休職期間は1年くらいと最初に漠然と目標を決めるのは良いと思いますが、それが全てではないというあくまでも軽い目標程度に区切ると良いでしょう。

1年あれば人はだいぶ変わります。うつ病で苦しんでいたとしても、ゆっくりと休むことによって心と体の疲れが取れて、気力が回復してくるのです。

気力が回復してくれば、自然と仕事がしたいとか体を動かしたいと思うことができるようになるので、焦らずじっくりと自分自身と向き合うことが重要です。

ただ、1年間何もしないというのでは効果は感じられないうちに時間だけが経ってしまうので、休職期間を医師と相談するときは3ヶ月程度で区切っていくと良いと思います。

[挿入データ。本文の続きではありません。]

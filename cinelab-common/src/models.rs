//! Domain models shared by the Cinelab services
//!
//! These types double as the HTTP wire format and the on-disk snapshot
//! format: both sides are plain serde JSON, so the persisted files always
//! mirror what `GET /movies` and `GET /reviews` return.

use serde::{Deserialize, Serialize};

/// A stored movie record
#[derive(Debug, Clone, PartialEq, Serialize, Deserialize)]
pub struct Movie {
    /// Positive integer assigned by the movie store, never reused
    pub id: i64,
    pub title: String,
    /// Free-form string, typically a year
    pub release_date: String,
    pub director: String,
    /// Comma-joined list when the UI multi-select is used
    pub genre: String,
    pub poster_url: String,
}

/// Request body for `POST /movies` (a movie without its id)
#[derive(Debug, Clone, Deserialize, Serialize)]
pub struct NewMovie {
    pub title: String,
    pub release_date: String,
    pub director: String,
    pub genre: String,
    pub poster_url: String,
}

impl NewMovie {
    /// Build the stored record; the store assigns the real id.
    pub fn into_movie(self) -> Movie {
        Movie {
            id: 0,
            title: self.title,
            release_date: self.release_date,
            director: self.director,
            genre: self.genre,
            poster_url: self.poster_url,
        }
    }
}

/// A stored review record with its denormalized sentiment result
#[derive(Debug, Clone, PartialEq, Serialize, Deserialize)]
pub struct Review {
    /// Positive integer assigned by the review store
    pub id: i64,
    /// Referenced movie; existence is not validated, orphans are allowed
    pub movie_id: i64,
    pub author: String,
    pub content: String,
    /// Raw label returned by the classifier, `None` when classification failed
    pub sentiment_label: Option<String>,
    /// Classifier confidence in [0,1]; 0.0 when classification failed
    pub sentiment_score: f64,
    /// Derived 0-10 star rating; `None` when the label had no star count
    pub rating: Option<i64>,
}

/// Request body for `POST /reviews`
#[derive(Debug, Clone, Deserialize, Serialize)]
pub struct NewReview {
    pub movie_id: i64,
    pub author: String,
    pub content: String,
}

/// Response body for `GET /movies/{movie_id}/rating`
///
/// `rating` is the mean of the movie's derived review ratings rounded to
/// one decimal, or `None` when the movie has no rated reviews.
#[derive(Debug, Clone, PartialEq, Serialize, Deserialize)]
pub struct RatingSummary {
    pub rating: Option<f64>,
    pub count: usize,
}

#[cfg(test)]
mod tests {
    use super::*;

    #[test]
    fn movie_serialization_round_trip() {
        let movie = Movie {
            id: 3,
            title: "Alien".to_string(),
            release_date: "1979".to_string(),
            director: "Ridley Scott".to_string(),
            genre: "SF, Horror".to_string(),
            poster_url: "https://example.com/alien.jpg".to_string(),
        };

        let json = serde_json::to_string(&movie).unwrap();
        let parsed: Movie = serde_json::from_str(&json).unwrap();
        assert_eq!(parsed, movie);
    }

    #[test]
    fn review_absent_sentiment_serializes_as_null() {
        let review = Review {
            id: 1,
            movie_id: 7,
            author: "anon".to_string(),
            content: "fine".to_string(),
            sentiment_label: None,
            sentiment_score: 0.0,
            rating: None,
        };

        let json = serde_json::to_value(&review).unwrap();
        assert!(json["sentiment_label"].is_null());
        assert!(json["rating"].is_null());
        assert_eq!(json["sentiment_score"], 0.0);
    }

    #[test]
    fn review_zero_rating_is_not_null() {
        let json = r#"{
            "id": 2,
            "movie_id": 7,
            "author": "anon",
            "content": "awful",
            "sentiment_label": "0 stars",
            "sentiment_score": 0.91,
            "rating": 0
        }"#;

        let review: Review = serde_json::from_str(json).unwrap();
        assert_eq!(review.rating, Some(0));
    }

    #[test]
    fn new_review_deserializes_from_request_body() {
        let json = r#"{"movie_id": 4, "author": "kim", "content": "loved it"}"#;
        let body: NewReview = serde_json::from_str(json).unwrap();
        assert_eq!(body.movie_id, 4);
        assert_eq!(body.author, "kim");
    }

    #[test]
    fn rating_summary_none_serializes_as_null() {
        let summary = RatingSummary {
            rating: None,
            count: 0,
        };
        let json = serde_json::to_value(&summary).unwrap();
        assert!(json["rating"].is_null());
        assert_eq!(json["count"], 0);
    }
}
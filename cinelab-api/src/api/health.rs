//! Health check endpoint

use axum::{routing::get, Json, Router};
use serde::Serialize;

use crate::AppState;

/// Health check response
#[derive(Debug, Serialize)]
pub struct HealthResponse {
    pub status: String,
    pub module: String,
    pub version: String,
}

/// GET /health
///
/// Health check endpoint for monitoring.
pub async fn health_check() -> Json<HealthResponse> {
    Json(HealthResponse {
        status: "ok".to_string(),
        module: "cinelab-api".to_string(),
        version: env!("CARGO_PKG_VERSION").to_string(),
    })
}

/// Build health check routes
pub fn health_routes() -> Router<AppState> {
    Router::new().route("/health", get(health_check))
}
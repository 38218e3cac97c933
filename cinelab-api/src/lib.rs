//! cinelab-api library - movie review backend
//!
//! Owns the movie and review snapshot stores, the sentiment classifier
//! client, and the HTTP API exposing them.

use std::sync::Arc;

use axum::Router;
use tokio::sync::Mutex;
use tower_http::cors::CorsLayer;
use tower_http::trace::TraceLayer;

pub mod api;
pub mod rating;
pub mod sentiment;
pub mod store;

use cinelab_common::models::{Movie, Review};
use sentiment::SentimentClient;
use store::SnapshotStore;

/// Application state shared across HTTP handlers
///
/// Each store sits behind its own mutex; holding the lock across id
/// assignment, the in-memory append, and the file rewrite keeps concurrent
/// creations from racing on the next id.
#[derive(Clone)]
pub struct AppState {
    pub movies: Arc<Mutex<SnapshotStore<Movie>>>,
    pub reviews: Arc<Mutex<SnapshotStore<Review>>>,
    pub classifier: SentimentClient,
}

impl AppState {
    /// Create new application state
    pub fn new(
        movies: SnapshotStore<Movie>,
        reviews: SnapshotStore<Review>,
        classifier: SentimentClient,
    ) -> Self {
        Self {
            movies: Arc::new(Mutex::new(movies)),
            reviews: Arc::new(Mutex::new(reviews)),
            classifier,
        }
    }
}

/// Build application router
///
/// CORS is permissive so the browser UI served by cinelab-ui (a different
/// origin) can call these endpoints directly.
pub fn build_router(state: AppState) -> Router {
    use axum::routing::get;

    Router::new()
        .route("/movies", get(api::list_movies).post(api::create_movie))
        .route("/reviews", get(api::list_reviews).post(api::create_review))
        .route("/movies/:movie_id/rating", get(api::get_movie_rating))
        .merge(api::health_routes())
        .with_state(state)
        .layer(TraceLayer::new_for_http())
        .layer(CorsLayer::permissive())
}
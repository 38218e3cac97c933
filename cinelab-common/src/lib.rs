//! # Cinelab Common Library
//!
//! Shared code for the Cinelab services including:
//! - Domain models (movies, reviews, rating summaries)
//! - Error types
//! - Configuration file loading and value resolution

pub mod config;
pub mod error;
pub mod models;

pub use error::{Error, Result};
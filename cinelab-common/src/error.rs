//! Common error types for Cinelab

use thiserror::Error;

/// Common result type for Cinelab operations
pub type Result<T> = std::result::Result<T, Error>;

/// Common error types across Cinelab services
#[derive(Error, Debug)]
pub enum Error {
    /// I/O operation error (wraps std::io::Error)
    #[error("IO error: {0}")]
    Io(#[from] std::io::Error),

    /// JSON serialization or deserialization error
    #[error("JSON error: {0}")]
    Json(#[from] serde_json::Error),

    /// Configuration loading or validation error
    #[error("Configuration error: {0}")]
    Config(String),

    /// HTTP server errors
    #[error("HTTP server error: {0}")]
    Http(String),

    /// Internal server error
    #[error("Internal error: {0}")]
    Internal(String),
}
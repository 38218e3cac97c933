//! Sentiment classifier client
//!
//! Wraps the externally hosted text-classification service behind a single
//! `classify` call so the failure-absorption policy (review creation never
//! fails because the classifier did) is enforced at one call site.
//!
//! The service contract is `POST <endpoint>` with `{"text": ...}` returning
//! `{"label": ..., "score": ...}`. Any connect error, timeout, non-2xx
//! status, or malformed body is a [`SentimentError`].

use serde::{Deserialize, Serialize};
use std::time::Duration;

use cinelab_common::{Error, Result};
use thiserror::Error;

/// Sentiment classifier client errors
#[derive(Debug, Error)]
pub enum SentimentError {
    /// Network communication error (connect failure, timeout)
    #[error("Network error: {0}")]
    Network(String),

    /// Classifier returned a non-2xx response
    #[error("Classifier error {0}: {1}")]
    Api(u16, String),

    /// Failed to parse the classifier response JSON
    #[error("Parse error: {0}")]
    Parse(String),
}

/// Request body sent to the classifier
#[derive(Debug, Serialize)]
struct ClassifyRequest<'a> {
    text: &'a str,
}

/// Classifier result: raw label plus confidence in [0,1]
#[derive(Debug, Clone, Deserialize)]
pub struct Classification {
    pub label: String,
    pub score: f64,
}

/// HTTP client for the sentiment classifier service
#[derive(Clone)]
pub struct SentimentClient {
    http: reqwest::Client,
    endpoint: String,
}

impl SentimentClient {
    /// Create a client with the given endpoint and request timeout
    pub fn new(endpoint: impl Into<String>, timeout: Duration) -> Result<Self> {
        let http = reqwest::Client::builder()
            .timeout(timeout)
            .build()
            .map_err(|e| Error::Internal(format!("Failed to build HTTP client: {}", e)))?;

        Ok(Self {
            http,
            endpoint: endpoint.into(),
        })
    }

    /// Classify a piece of review text
    pub async fn classify(&self, text: &str) -> std::result::Result<Classification, SentimentError> {
        let response = self
            .http
            .post(&self.endpoint)
            .json(&ClassifyRequest { text })
            .send()
            .await
            .map_err(|e| SentimentError::Network(e.to_string()))?;

        let status = response.status();
        if !status.is_success() {
            let body = response.text().await.unwrap_or_default();
            return Err(SentimentError::Api(status.as_u16(), body));
        }

        response
            .json::<Classification>()
            .await
            .map_err(|e| SentimentError::Parse(e.to_string()))
    }
}

/// Derive a 0-10 star rating from a classifier label
///
/// The classifier's label vocabulary is five ordinal star levels such as
/// "4 stars": when the first whitespace-delimited token is a digit string,
/// it is read as a star count `s` and the rating is `s * 2`. Anything else
/// (non-numeric first token, empty label) yields `None`. "0 stars" is a
/// valid zero rating, distinct from `None`.
///
/// This mapping is specific to that vocabulary; swapping in a classifier
/// with different labels requires revisiting it.
pub fn star_rating(label: &str) -> Option<i64> {
    let token = label.split_whitespace().next()?;
    if token.bytes().all(|b| b.is_ascii_digit()) {
        token.parse::<i64>().ok().map(|stars| stars * 2)
    } else {
        None
    }
}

うつ病から復職するまでには、「病初期」→「回復期」→「維持期」→「リハビリ期」という4つのステップを踏む必要があるので、これら一つ一つに3ヶ月程度のゆとりが持てれば比較的スムーズに復職できると感じています。

大切なことは決して焦ってはいけないということ。

焦った途端に自分の心が不安になり体調にも大きく影響してきます。今回の休職でうつ病を克服するという思いで、焦らずじっくりと自分と向き合って気力を取り戻すことが何よりも重要なのです。